## Stored dataset items
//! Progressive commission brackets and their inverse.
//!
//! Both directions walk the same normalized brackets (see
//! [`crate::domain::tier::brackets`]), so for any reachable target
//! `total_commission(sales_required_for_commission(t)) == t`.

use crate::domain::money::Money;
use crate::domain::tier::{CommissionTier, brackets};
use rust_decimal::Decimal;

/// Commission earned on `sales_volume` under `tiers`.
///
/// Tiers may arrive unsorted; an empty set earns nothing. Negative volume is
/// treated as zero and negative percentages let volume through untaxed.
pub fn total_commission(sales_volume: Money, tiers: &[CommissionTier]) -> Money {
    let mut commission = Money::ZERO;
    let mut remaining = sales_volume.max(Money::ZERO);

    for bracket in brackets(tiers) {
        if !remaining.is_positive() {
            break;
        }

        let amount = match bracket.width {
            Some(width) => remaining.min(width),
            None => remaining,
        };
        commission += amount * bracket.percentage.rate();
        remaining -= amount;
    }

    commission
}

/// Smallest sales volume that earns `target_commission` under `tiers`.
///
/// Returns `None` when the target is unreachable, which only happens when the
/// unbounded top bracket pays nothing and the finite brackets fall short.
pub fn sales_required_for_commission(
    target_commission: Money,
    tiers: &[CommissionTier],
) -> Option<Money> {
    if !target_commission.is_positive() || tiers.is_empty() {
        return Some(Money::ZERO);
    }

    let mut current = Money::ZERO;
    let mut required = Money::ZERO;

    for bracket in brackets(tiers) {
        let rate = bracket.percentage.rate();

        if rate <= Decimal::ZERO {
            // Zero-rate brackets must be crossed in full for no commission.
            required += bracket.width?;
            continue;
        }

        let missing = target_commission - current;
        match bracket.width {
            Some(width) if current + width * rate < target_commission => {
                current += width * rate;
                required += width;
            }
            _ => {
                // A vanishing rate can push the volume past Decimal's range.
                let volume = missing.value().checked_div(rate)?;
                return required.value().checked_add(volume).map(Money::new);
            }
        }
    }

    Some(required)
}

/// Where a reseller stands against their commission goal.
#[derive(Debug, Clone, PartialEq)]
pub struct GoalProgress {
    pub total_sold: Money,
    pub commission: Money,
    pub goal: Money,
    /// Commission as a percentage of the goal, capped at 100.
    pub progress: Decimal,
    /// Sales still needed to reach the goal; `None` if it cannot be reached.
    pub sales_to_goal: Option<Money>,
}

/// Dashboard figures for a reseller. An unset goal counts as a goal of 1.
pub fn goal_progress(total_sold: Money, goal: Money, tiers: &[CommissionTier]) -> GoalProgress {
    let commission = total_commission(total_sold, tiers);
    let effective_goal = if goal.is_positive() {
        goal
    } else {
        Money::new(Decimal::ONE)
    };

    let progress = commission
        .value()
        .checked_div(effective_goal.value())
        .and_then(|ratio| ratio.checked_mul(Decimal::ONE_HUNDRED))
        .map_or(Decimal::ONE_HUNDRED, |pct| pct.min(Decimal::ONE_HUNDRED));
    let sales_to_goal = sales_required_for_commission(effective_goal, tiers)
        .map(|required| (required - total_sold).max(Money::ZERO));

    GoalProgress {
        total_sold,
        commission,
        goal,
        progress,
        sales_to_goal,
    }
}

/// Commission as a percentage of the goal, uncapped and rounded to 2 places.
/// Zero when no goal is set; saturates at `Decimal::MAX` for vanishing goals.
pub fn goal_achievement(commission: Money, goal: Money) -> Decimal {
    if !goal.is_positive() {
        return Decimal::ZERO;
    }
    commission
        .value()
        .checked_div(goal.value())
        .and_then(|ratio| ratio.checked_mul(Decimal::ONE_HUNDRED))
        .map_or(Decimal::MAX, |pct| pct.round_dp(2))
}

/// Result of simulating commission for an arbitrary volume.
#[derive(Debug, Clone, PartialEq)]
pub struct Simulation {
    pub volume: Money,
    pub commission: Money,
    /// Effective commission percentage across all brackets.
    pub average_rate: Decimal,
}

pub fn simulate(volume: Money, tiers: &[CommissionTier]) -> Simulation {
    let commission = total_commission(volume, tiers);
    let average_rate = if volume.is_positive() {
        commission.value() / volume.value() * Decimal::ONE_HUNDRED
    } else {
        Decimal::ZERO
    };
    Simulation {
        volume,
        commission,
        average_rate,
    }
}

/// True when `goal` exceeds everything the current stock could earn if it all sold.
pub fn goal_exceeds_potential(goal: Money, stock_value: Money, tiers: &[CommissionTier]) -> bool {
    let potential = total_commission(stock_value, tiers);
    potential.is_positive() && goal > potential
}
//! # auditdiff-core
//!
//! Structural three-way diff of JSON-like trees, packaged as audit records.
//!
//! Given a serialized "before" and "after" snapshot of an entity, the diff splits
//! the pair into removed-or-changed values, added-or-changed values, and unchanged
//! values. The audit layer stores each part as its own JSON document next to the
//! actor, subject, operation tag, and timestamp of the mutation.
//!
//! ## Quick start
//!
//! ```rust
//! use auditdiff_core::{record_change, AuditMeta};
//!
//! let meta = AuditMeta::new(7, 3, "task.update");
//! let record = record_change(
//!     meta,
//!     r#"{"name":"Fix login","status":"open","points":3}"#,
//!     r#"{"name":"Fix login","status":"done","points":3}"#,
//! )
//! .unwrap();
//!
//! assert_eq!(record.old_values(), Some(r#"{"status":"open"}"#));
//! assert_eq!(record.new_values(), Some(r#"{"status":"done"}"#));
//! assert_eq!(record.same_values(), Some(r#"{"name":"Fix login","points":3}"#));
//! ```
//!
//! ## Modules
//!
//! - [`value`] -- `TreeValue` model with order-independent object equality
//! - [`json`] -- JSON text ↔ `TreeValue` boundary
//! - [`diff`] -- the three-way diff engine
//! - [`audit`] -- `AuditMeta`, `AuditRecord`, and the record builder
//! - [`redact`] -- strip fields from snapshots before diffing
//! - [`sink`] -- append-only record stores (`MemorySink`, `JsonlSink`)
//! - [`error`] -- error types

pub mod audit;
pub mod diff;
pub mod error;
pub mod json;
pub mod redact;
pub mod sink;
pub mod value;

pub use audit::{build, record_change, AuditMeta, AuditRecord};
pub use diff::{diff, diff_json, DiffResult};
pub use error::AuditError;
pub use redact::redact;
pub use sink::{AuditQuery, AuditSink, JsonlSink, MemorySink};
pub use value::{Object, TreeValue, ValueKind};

--

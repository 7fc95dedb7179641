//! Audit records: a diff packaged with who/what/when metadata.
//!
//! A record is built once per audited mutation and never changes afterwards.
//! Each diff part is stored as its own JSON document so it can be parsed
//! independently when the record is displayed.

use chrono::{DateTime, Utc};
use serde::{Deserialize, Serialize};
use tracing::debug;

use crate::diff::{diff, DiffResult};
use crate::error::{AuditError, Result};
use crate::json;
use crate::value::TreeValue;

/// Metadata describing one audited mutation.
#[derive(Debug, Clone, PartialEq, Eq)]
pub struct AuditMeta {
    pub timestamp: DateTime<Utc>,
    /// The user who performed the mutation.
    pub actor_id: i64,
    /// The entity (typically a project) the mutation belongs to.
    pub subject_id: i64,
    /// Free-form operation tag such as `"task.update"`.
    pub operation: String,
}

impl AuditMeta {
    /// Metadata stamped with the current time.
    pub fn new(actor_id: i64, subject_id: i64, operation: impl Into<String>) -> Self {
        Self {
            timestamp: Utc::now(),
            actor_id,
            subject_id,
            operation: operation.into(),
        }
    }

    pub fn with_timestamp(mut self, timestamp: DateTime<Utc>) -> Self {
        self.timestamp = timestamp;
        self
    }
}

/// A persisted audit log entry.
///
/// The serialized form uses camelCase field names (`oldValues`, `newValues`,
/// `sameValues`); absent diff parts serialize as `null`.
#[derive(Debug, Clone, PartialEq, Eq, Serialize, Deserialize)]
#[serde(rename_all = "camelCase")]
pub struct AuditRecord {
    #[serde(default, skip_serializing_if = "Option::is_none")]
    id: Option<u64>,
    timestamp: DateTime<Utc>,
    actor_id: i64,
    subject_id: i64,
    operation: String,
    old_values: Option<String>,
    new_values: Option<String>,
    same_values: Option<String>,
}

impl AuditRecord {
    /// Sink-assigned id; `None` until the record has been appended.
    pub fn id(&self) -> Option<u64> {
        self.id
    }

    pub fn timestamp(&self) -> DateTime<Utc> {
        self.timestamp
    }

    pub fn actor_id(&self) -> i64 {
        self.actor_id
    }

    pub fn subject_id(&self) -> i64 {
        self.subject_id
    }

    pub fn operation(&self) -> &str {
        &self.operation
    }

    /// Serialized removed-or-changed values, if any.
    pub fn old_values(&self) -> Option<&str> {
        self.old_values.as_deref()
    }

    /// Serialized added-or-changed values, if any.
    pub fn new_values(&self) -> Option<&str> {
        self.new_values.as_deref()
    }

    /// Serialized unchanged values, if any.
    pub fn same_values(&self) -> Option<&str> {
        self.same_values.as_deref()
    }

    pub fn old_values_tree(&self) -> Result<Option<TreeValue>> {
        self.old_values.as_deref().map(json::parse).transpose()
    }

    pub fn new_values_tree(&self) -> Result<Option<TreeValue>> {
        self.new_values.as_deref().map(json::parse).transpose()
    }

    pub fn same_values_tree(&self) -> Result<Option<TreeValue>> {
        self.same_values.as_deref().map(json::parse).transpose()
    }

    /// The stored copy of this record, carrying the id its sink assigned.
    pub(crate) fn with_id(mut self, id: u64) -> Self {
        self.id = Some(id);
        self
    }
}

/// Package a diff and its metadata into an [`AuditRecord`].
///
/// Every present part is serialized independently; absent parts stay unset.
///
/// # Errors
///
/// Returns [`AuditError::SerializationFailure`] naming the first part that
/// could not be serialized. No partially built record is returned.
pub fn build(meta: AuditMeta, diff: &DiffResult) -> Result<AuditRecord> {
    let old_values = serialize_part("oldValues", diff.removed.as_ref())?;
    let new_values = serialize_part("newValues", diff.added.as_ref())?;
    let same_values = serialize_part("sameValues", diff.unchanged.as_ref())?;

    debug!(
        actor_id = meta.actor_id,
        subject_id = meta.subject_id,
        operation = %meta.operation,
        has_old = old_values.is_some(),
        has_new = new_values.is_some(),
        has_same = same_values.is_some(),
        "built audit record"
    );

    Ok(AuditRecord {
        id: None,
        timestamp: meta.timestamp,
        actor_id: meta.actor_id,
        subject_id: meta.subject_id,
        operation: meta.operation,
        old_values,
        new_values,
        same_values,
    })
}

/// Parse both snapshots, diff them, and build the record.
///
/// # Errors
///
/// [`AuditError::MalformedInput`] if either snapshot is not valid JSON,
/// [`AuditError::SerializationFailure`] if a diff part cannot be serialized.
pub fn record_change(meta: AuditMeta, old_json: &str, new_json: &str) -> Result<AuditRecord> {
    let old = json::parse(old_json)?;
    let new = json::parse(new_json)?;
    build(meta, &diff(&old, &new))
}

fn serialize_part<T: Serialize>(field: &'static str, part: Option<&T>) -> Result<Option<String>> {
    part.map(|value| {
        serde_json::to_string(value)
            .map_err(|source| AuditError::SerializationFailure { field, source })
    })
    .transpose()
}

## Work instructions
Given the data above, transcribe exactly the lines from the one containing "let mut remaining" down to the one containing "let rate = bracket.percentage.rate();", and no others.

## Exercise solution
    let mut remaining = sales_volume.max(Money::ZERO);

    for bracket in brackets(tiers) {
        if !remaining.is_positive() {
            break;
        }

        let amount = match bracket.width {
            Some(width) => remaining.min(width),
            None => remaining,
        };
        commission += amount * bracket.percentage.rate();
        remaining -= amount;
    }

    commission
}

/// Smallest sales volume that earns `target_commission` under `tiers`.
///
/// Returns `None` when the target is unreachable, which only happens when the
/// unbounded top bracket pays nothing and the finite brackets fall short.
pub fn sales_required_for_commission(
    target_commission: Money,
    tiers: &[CommissionTier],
) -> Option<Money> {
    if !target_commission.is_positive() || tiers.is_empty() {
        return Some(Money::ZERO);
    }

    let mut current = Money::ZERO;
    let mut required = Money::ZERO;

    for bracket in brackets(tiers) {
        let rate = bracket.percentage.rate();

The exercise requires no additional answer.